[DATASET RECORDS — start]
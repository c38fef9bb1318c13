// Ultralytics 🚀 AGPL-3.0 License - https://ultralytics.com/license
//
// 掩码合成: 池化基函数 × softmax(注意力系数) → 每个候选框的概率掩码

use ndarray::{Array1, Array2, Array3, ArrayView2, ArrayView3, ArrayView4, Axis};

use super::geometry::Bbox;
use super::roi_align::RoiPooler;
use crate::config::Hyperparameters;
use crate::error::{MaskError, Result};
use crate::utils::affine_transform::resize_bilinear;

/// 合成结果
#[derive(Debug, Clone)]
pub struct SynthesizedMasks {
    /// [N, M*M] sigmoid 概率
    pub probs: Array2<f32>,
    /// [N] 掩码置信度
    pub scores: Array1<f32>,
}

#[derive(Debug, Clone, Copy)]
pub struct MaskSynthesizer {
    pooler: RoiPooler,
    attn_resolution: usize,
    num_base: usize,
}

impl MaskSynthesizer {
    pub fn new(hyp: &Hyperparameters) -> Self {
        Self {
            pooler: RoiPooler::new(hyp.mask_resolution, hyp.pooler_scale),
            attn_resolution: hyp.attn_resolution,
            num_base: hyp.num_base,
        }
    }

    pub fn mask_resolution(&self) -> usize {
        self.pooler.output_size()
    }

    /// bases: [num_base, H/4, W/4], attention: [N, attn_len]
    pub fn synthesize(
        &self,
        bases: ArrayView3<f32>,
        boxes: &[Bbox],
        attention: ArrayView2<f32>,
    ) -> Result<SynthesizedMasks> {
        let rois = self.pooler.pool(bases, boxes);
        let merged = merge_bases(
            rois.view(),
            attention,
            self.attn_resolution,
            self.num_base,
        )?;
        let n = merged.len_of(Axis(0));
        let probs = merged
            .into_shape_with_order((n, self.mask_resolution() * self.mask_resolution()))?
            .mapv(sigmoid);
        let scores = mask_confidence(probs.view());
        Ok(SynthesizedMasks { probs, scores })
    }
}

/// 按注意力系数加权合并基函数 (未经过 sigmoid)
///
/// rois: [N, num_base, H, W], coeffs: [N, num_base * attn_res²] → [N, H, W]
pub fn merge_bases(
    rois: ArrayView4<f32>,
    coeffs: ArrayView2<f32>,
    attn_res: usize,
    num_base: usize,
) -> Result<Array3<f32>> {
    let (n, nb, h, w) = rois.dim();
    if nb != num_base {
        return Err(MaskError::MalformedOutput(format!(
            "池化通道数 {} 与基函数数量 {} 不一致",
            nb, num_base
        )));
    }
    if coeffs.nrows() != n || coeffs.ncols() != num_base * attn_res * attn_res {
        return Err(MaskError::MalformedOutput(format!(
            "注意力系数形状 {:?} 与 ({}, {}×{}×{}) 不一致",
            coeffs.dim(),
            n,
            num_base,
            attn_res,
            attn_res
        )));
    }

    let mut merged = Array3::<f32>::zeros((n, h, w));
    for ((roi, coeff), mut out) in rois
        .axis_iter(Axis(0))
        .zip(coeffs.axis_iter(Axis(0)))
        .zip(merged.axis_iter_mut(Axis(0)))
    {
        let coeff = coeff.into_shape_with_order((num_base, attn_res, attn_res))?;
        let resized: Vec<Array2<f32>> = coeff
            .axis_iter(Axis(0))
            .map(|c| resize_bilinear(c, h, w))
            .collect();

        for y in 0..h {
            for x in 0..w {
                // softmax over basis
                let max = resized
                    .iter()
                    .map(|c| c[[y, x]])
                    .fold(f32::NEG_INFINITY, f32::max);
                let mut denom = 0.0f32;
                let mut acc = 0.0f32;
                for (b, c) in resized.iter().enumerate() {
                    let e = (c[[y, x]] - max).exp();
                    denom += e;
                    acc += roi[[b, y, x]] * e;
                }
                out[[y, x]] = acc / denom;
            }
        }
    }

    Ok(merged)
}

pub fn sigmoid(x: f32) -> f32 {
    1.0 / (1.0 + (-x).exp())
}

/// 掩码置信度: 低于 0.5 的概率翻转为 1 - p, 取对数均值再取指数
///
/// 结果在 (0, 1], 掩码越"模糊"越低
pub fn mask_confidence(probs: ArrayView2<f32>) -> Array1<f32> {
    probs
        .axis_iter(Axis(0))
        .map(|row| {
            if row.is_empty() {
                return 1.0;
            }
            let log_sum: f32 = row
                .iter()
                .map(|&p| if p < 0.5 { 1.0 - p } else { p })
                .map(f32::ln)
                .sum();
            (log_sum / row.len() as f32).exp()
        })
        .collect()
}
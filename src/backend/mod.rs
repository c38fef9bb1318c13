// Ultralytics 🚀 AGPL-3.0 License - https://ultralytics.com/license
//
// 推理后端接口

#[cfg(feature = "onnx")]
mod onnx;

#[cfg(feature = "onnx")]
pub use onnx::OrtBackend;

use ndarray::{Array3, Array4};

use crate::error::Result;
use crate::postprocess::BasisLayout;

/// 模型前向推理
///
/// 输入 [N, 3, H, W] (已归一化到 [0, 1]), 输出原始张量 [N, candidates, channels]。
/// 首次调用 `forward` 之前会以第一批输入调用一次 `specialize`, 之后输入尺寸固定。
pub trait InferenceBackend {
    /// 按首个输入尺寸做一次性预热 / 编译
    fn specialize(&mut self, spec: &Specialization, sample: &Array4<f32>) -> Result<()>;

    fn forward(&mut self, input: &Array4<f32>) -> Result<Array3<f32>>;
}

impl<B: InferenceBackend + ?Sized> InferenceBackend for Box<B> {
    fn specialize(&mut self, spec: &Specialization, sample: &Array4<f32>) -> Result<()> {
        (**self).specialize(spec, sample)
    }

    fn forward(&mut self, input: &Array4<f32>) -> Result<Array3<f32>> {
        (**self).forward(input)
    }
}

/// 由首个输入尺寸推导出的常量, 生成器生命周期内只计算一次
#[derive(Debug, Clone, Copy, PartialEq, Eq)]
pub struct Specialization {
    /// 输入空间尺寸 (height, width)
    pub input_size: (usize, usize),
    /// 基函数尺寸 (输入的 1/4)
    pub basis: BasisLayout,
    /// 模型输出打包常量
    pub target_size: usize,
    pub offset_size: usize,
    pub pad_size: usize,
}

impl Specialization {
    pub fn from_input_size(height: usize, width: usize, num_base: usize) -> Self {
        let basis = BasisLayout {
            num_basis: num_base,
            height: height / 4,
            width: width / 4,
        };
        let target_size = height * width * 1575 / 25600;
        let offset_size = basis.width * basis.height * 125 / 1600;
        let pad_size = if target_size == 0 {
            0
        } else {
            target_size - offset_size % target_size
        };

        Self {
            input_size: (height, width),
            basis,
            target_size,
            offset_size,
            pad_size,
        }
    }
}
[DATASET RECORDS — finish]
[DATASET RECORDS — start]
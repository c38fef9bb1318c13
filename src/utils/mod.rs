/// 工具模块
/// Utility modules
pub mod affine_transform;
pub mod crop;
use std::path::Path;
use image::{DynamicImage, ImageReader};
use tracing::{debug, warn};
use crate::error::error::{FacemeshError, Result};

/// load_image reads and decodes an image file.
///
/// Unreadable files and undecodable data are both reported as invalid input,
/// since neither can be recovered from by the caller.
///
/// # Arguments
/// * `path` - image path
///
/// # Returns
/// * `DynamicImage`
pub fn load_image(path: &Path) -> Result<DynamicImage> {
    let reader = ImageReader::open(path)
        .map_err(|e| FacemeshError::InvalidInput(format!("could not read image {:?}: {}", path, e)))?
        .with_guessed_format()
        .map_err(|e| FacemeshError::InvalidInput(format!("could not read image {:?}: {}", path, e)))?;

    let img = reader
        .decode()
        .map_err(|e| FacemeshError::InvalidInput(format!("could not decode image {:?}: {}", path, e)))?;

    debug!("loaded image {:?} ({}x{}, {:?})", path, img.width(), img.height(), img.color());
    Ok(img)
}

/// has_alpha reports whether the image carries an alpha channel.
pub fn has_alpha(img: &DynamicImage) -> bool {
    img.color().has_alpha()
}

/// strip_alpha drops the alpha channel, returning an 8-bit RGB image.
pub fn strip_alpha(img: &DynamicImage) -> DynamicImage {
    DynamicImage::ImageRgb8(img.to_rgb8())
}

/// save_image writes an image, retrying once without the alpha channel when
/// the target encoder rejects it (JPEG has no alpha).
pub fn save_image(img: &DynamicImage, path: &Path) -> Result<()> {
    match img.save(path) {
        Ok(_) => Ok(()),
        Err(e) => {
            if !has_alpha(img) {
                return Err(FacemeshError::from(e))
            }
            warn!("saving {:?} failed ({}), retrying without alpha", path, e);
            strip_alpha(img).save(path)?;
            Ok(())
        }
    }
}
[DATASET RECORDS — finish]
WHAT NEEDS TO BE DONE: Copy out all the lines of the records that include "denom".

PROBLEM SOLUTION:
                let mut denom = 0.0f32;
                    denom += e;
                out[[y, x]] = acc / denom;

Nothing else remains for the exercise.